Americans who witnessed the destruction of the towers, the Pentagon and the plane crash in the Shanksville, Pa., field, whether on television or in person, can’t simply forget.
Most individuals remember exactly where they were and what they were doing when they received the news that a plane had crashed into the World Trade Center.
So, why have so many chosen to put it behind them or in the back of their minds?
The turmoil of 9/11 left the United States in fear, outrage and concern, which led to a war that still hasn’t come to an end 11 years later.
The taking of innocent lives that day inspired individuals to enlist and swear to protect the people and Constitution of the United States.
The support of the American people toward the war once stood strong, but has diminished because of the views of the intentions of the war – many believe it has become too involved with other aims besides searching for the responsible terrorist groups.
Many soldiers from all the armed forces have been killed while trying to kill and capture those responsible for the attacks.
Although the United States successfully killed the mastermind behind the Sept. 11 attacks, the military is still hunting the group of terrorists that follow with attacks across the world.
Now children who were once too young to understand that their father or mother had died in the towers, the flights or in the Pentagon are old enough to recognize what actually happened and who was behind the attacks.

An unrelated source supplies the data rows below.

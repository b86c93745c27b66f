use std::num::NonZeroUsize;
use std::str::FromStr;
use std::sync::Arc;

use serde::{Deserialize, Serialize};
use tracing::{info, warn};

use common::{
    normalize_symbol, CandleSeries, Error, IndicatorSnapshot, MarketDataSource, Result,
    ScanOrder, Signal, SignalFilter, StrategyConfig, TrendFilter, TrendPolicy,
};

use crate::outcome::{ForwardClose, Outcome, OutcomeEvaluator};
use crate::registry::StrategyRegistry;
use crate::scanner::SignalScanner;

/// Upper bound for `num_signals`.
pub const MAX_SIGNALS_PER_REQUEST: usize = 100;

/// Upper bound for `outcome_horizon`, in bars.
pub const MAX_OUTCOME_HORIZON: usize = 500;

/// Inbound request, as decoded from JSON. Everything is optional here so
/// missing fields surface as `InvalidRequest` with a useful message.
#[derive(Debug, Clone, Default, Deserialize)]
#[serde(default)]
pub struct SignalRequest {
    #[serde(alias = "symbol")]
    pub asset: Option<String>,
    pub timeframe: Option<String>,
    pub num_signals: Option<i64>,
    pub signal_filter: Option<String>,
    pub trend_filter: Option<String>,
    pub trend_policy: Option<String>,
    pub order: Option<ScanOrder>,
    pub strategy: Option<String>,
    /// Bars ahead at which to judge each signal; omitted means no outcome.
    pub outcome_horizon: Option<usize>,
}

/// A request that passed validation.
#[derive(Debug, Clone, PartialEq, Eq)]
pub struct ValidatedRequest {
    pub asset: String,
    pub strategy: Option<String>,
    pub config: StrategyConfig,
    pub outcome_horizon: Option<usize>,
}

impl SignalRequest {
    pub fn for_asset(asset: impl Into<String>) -> Self {
        Self {
            asset: Some(asset.into()),
            ..Self::default()
        }
    }

    pub fn validate(&self) -> Result<ValidatedRequest> {
        let asset = self
            .asset
            .as_deref()
            .map(normalize_symbol)
            .filter(|a| !a.is_empty())
            .ok_or_else(|| Error::InvalidRequest("asset is required".into()))?;

        let requested = self.num_signals.unwrap_or(1);
        let max_signals = usize::try_from(requested)
            .ok()
            .filter(|n| *n <= MAX_SIGNALS_PER_REQUEST)
            .and_then(NonZeroUsize::new)
            .ok_or_else(|| {
                Error::InvalidRequest(format!(
                    "num_signals must be between 1 and {MAX_SIGNALS_PER_REQUEST}, got {requested}"
                ))
            })?;

        let trend_policy = self
            .trend_policy
            .as_deref()
            .map(TrendPolicy::from_str)
            .transpose()
            .map_err(|e| Error::InvalidRequest(e.to_string()))?;

        let outcome_horizon = match self.outcome_horizon {
            Some(h) if !(1..=MAX_OUTCOME_HORIZON).contains(&h) => {
                return Err(Error::InvalidRequest(format!(
                    "outcome_horizon must be between 1 and {MAX_OUTCOME_HORIZON}, got {h}"
                )));
            }
            horizon => horizon,
        };

        let defaults = StrategyConfig::default();
        let config = StrategyConfig {
            timeframe: self
                .timeframe
                .clone()
                .filter(|t| !t.trim().is_empty())
                .unwrap_or(defaults.timeframe),
            trend_filter: TrendFilter::from_str(self.trend_filter.as_deref().unwrap_or(""))?,
            signal_filter: SignalFilter::from_str(self.signal_filter.as_deref().unwrap_or(""))?,
            max_signals,
            trend_policy,
            order: self.order.unwrap_or_default(),
        };

        Ok(ValidatedRequest {
            asset,
            strategy: self.strategy.clone(),
            config,
            outcome_horizon,
        })
    }
}

#[derive(Debug, Clone, PartialEq, Eq, Serialize)]
pub struct ReportedSignal {
    #[serde(flatten)]
    pub signal: Signal,
    #[serde(skip_serializing_if = "Option::is_none")]
    pub outcome: Option<Outcome>,
}

#[derive(Debug, Clone, PartialEq, Eq, Serialize)]
pub struct SignalResponse {
    pub asset: String,
    pub strategy: String,
    pub timeframe: String,
    pub signals: Vec<ReportedSignal>,
    /// Indicator readings as of the newest candle.
    #[serde(skip_serializing_if = "Option::is_none")]
    pub market: Option<IndicatorSnapshot>,
    pub windows_evaluated: usize,
    pub windows_skipped: usize,
    #[serde(skip_serializing_if = "Option::is_none")]
    pub notice: Option<String>,
}

/// Request pipeline: validate, fetch, normalize, scan, judge.
pub struct SignalService {
    source: Arc<dyn MarketDataSource>,
    registry: Arc<StrategyRegistry>,
    scanner: SignalScanner,
    candle_limit: usize,
}

impl SignalService {
    pub fn new(
        source: Arc<dyn MarketDataSource>,
        registry: Arc<StrategyRegistry>,
        candle_limit: usize,
    ) -> Self {
        let scanner = SignalScanner::new(registry.indicators().clone());
        Self {
            source,
            registry,
            scanner,
            candle_limit: candle_limit.max(1),
        }
    }

    pub fn registry(&self) -> &StrategyRegistry {
        &self.registry
    }

    pub async fn generate(&self, request: SignalRequest) -> Result<SignalResponse> {
        let req = request.validate()?;
        let strategy = self.registry.get(req.strategy.as_deref()).ok_or_else(|| {
            Error::InvalidRequest(format!(
                "unknown strategy '{}', expected one of: {}",
                req.strategy.as_deref().unwrap_or_default(),
                self.registry.names().join(", ")
            ))
        })?;
        let timeframe = req.config.timeframe.as_str();

        let (candles, indicators) = tokio::join!(
            self.source.candles(&req.asset, timeframe, self.candle_limit),
            self.source.indicators(&req.asset, timeframe),
        );
        let series = CandleSeries::normalize(candles?);
        let latest = match indicators {
            Ok(snapshot) => snapshot,
            Err(e) => {
                warn!(asset = %req.asset, error = %e, "Indicator fetch failed, deriving from candles");
                None
            }
        };

        let report = self
            .scanner
            .scan(&req.asset, &series, latest.as_ref(), strategy.as_ref(), &req.config)?;

        let evaluator = req.outcome_horizon.map(ForwardClose::new);
        let signals = report
            .signals
            .into_iter()
            .map(|signal| ReportedSignal {
                outcome: evaluator.as_ref().map(|e| e.evaluate(&signal, &series)),
                signal,
            })
            .collect::<Vec<_>>();

        info!(
            asset = %req.asset,
            strategy = strategy.name(),
            candles = series.len(),
            signals = signals.len(),
            "Signals generated"
        );

        Ok(SignalResponse {
            market: self.scanner.latest_snapshot(&series, latest.as_ref()),
            asset: req.asset,
            strategy: strategy.name().to_string(),
            timeframe: req.config.timeframe,
            signals,
            windows_evaluated: report.windows_evaluated,
            windows_skipped: report.windows_skipped,
            notice: report.notice,
        })
    }
}
use serde::{Deserialize, Serialize};
use std::collections::HashMap;
use std::path::Path;

use tracing::warn;

use common::{Error, Result};

use crate::indicators::IndicatorSettings;

/// Top-level strategy config file (TOML).
///
/// Example `config/strategies.toml`:
/// ```toml
/// [indicators]
/// rsi_period = 14
/// fast_period = 10
/// slow_period = 50
///
/// [[strategy]]
/// type = "confluence"
/// name = "confluence"
///
/// [strategy.params]
/// preset = "standard"
/// trend_policy = "price_vs_slow_sma"
/// ```
#[derive(Debug, Clone, Default, Deserialize, Serialize)]
pub struct StrategyFileConfig {
    #[serde(rename = "strategy", default)]
    pub strategies: Vec<StrategyDefinition>,
    /// Periods for indicators derived from candle history.
    #[serde(default)]
    pub indicators: IndicatorSettings,
}

#[derive(Debug, Clone, Deserialize, Serialize)]
pub struct StrategyDefinition {
    /// One of "breakout", "confluence", "engulfing" or "rsi_sma".
    #[serde(rename = "type")]
    pub strategy_type: String,
    /// Name callers select the strategy by.
    pub name: String,
    /// Strategy-specific parameters.
    #[serde(default)]
    pub params: HashMap<String, toml::Value>,
}

impl StrategyFileConfig {
    pub fn parse(content: &str) -> Result<Self> {
        toml::from_str(content).map_err(|e| Error::Config(e.to_string()))
    }

    /// Load from a TOML file.
    pub fn load(path: impl AsRef<Path>) -> Result<Self> {
        let path = path.as_ref();
        let content = std::fs::read_to_string(path)?;
        Self::parse(&content)
            .map_err(|e| Error::Config(format!("{}: {e}", path.display())))
    }

    /// Load from `path`, or fall back to an empty file (the built-in
    /// strategy set) when it does not exist. A file that exists but fails to
    /// parse is still an error.
    pub fn load_or_default(path: impl AsRef<Path>) -> Result<Self> {
        let path = path.as_ref();
        if !path.exists() {
            warn!(path = %path.display(), "Strategy config not found, using built-in strategies");
            return Ok(Self::default());
        }
        Self::load(path)
    }
}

Family and friends of the victims are going without loved ones every day because of surprise attacks.
Survivors seek to find why they were chosen to live out of the many who had perished that day.
Why is it that only the soldiers who have lost battle buddies, the children who lost mothers or fathers, the family and friends of victims, and the ones who witnessed firsthand and survived what they think they shouldn’t have, seem to be the only individuals who commemorate those who were lost and what was lost as a nation that day?
America has seemed to have forgotten not what happened on that day but the morals and transition the United States made as a nation prior to 9/11.
Eleven years later it shouldn’t just be a day that is remembered by those who were directly impacted but it should be a day of remembrance that sparks “a sentiment of patriotism and purpose among Americans,” according to former Gannon University, English major Elizabeth Wildauer.
Sept. 11, 2001, never forgotten.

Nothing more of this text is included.